Nothing but the truth
From Peter Clarke
Sir: Rod Liddle suggests that the public are losing confidence in the police because Scotland Yard ‘has developed a tendency, as night follows day, to change its story repeatedly and shiftily’ (‘Passengers won’t mutiny on planes if they are made to feel safe’, 26 August).
Why should I bother to change my story when Rod Liddle has already spared me the trouble? I am the only police officer who has made any public statements about the evidence uncovered in the recent case. Just for the record, I have never said, as Mr Liddle suggests, that martyrdom videos were found in a wood, that bomb-making equipment had been found in suspects’ houses, or that which had been found consisted primarily of hydrogen peroxide.
The information I gave about the case on 21 August was entirely factual — although obviously not the full story. At this stage, for sound legal reasons, I cannot say more.
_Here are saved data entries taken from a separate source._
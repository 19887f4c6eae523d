//! presenced - presence-triggered audio daemon
//!
//! This daemon:
//! 1. Watches the configured camera devices for attach/detach
//! 2. Starts one detector session and debounce reactor per attached camera
//! 3. Plays a random clip while the target label is in view
//! 4. Stops every clip and closes every device on Ctrl-C before exiting

use anyhow::{anyhow, Context, Result};
use clap::Parser;
use std::path::PathBuf;
use std::sync::mpsc;
use std::sync::Arc;

use presence_player::config::PresencedConfig;
use presence_player::{
    AssetCatalog, AssetSource, DeviceId, ManagerEvent, PathWatcher, PlayerCommand,
    ProcessPlayer, RescanRequests, SessionManager,
};

#[derive(Parser, Debug)]
#[command(
    author,
    version,
    about = "Play audio while a camera detects a person"
)]
struct Args {
    /// Config file (JSON, or TOML when the name ends in .toml).
    #[arg(long, env = "PRESENCE_CONFIG")]
    config: Option<PathBuf>,

    /// Directory of audio clips.
    #[arg(long)]
    audio_dir: Option<PathBuf>,

    /// Grace window in milliseconds before playback stops.
    #[arg(long)]
    grace_ms: Option<u64>,

    /// Camera device path or stub://name. May be repeated.
    #[arg(long = "device")]
    devices: Vec<String>,

    /// Audio player program (discovered on PATH when unset).
    #[arg(long)]
    player: Option<String>,
}

fn main() {
    env_logger::Builder::from_env(env_logger::Env::default().default_filter_or("info")).init();

    let code = match run() {
        Ok(true) => 0,
        Ok(false) => 1,
        Err(e) => {
            log::error!("presenced failed: {:#}", e);
            1
        }
    };
    std::process::exit(code);
}

fn load_config(args: &Args) -> Result<PresencedConfig> {
    let mut cfg = PresencedConfig::load_from(args.config.as_deref())?;
    if let Some(dir) = &args.audio_dir {
        cfg.audio.dir = dir.clone();
    }
    if let Some(ms) = args.grace_ms {
        cfg.grace = std::time::Duration::from_millis(ms);
    }
    if !args.devices.is_empty() {
        cfg.devices.paths = args.devices.clone();
    }
    if let Some(player) = &args.player {
        cfg.player.command = Some(player.clone());
    }
    cfg.validate()?;
    Ok(cfg)
}

/// Returns Ok(false) when teardown reported device errors.
fn run() -> Result<bool> {
    let args = Args::parse();
    let cfg = load_config(&args)?;

    let catalog = AssetCatalog::new(
        &cfg.audio.dir,
        &cfg.audio.extension,
        cfg.audio.case_sensitive,
    );
    if !cfg.audio.dir.is_dir() {
        log::warn!("audio directory {} does not exist", cfg.audio.dir.display());
    } else if catalog.eligible().is_empty() {
        log::warn!(
            "no .{} files in {} yet; playback starts once some are added",
            cfg.audio.extension,
            cfg.audio.dir.display()
        );
    }
    let assets: Arc<dyn AssetSource> = Arc::new(catalog);

    let player = match &cfg.player.command {
        Some(command) => PlayerCommand::resolve(command, cfg.player.args.clone())?,
        None => PlayerCommand::discover()?,
    };

    let watcher = PathWatcher::new(
        cfg.devices.paths.clone(),
        cfg.devices.poll_interval,
        cfg.teardown_timeout,
    )?
    .with_synthetic_label(&cfg.target_label);
    if watcher.present_paths().is_empty() {
        if cfg.devices.require_at_startup {
            return Err(anyhow!(
                "no camera present at startup (looked for {})",
                cfg.devices.paths.join(", ")
            ));
        }
        log::info!("waiting for a camera to be attached...");
    }

    let rescan = RescanRequests::default();
    let (tx, rx) = mpsc::channel();
    let interrupt_tx = tx.clone();
    ctrlc::set_handler(move || {
        let _ = interrupt_tx.send(ManagerEvent::Interrupt);
    })
    .context("error setting Ctrl-C handler")?;

    let mut manager = SessionManager::new(
        cfg.session_config(),
        assets,
        move |_id: &DeviceId| ProcessPlayer::new(player.clone()),
        tx.clone(),
    )
    .with_rescan_requests(rescan.clone());
    let watcher_handle = watcher.with_rescan_requests(rescan).spawn(tx)?;

    log::info!(
        "presenced running. label={} grace={:?} audio_dir={} devices={}",
        cfg.target_label,
        cfg.grace,
        cfg.audio.dir.display(),
        cfg.devices.paths.join(",")
    );

    let report = manager.run(rx);

    if let Err(e) = watcher_handle.stop() {
        log::warn!("device watcher: {}", e);
    }

    if report.has_device_errors() {
        log::error!(
            "shutdown finished with {} device error(s)",
            report.errors.len()
        );
        return Ok(false);
    }
    log::info!("shutdown complete");
    Ok(true)
}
So far as public confidence in the police is concerned, the Daily Telegraph YouGov poll on 25 August reports that 86 per cent of the public think the police and security service have performed well during the current emergency. This would seem to suggest that the public, if not Mr Liddle, understand and appreciate what we are doing on their behalf.
Peter Clarke
Deputy Assistant Commissioner of the Metropolitan Police
New Scotland Yard, London SW1
Immigration’s real effect
From Tim Hubbard
Sir: You say that cheap labour keeps interest rates down, and so must be beneficial (Leading article, 26 August). But this analysis is so simplistic as to be meaningless, since it ignores many other economic and social factors. We must consider the effects of mass immigration on health and education infrastructure, crime, housing demand, etc.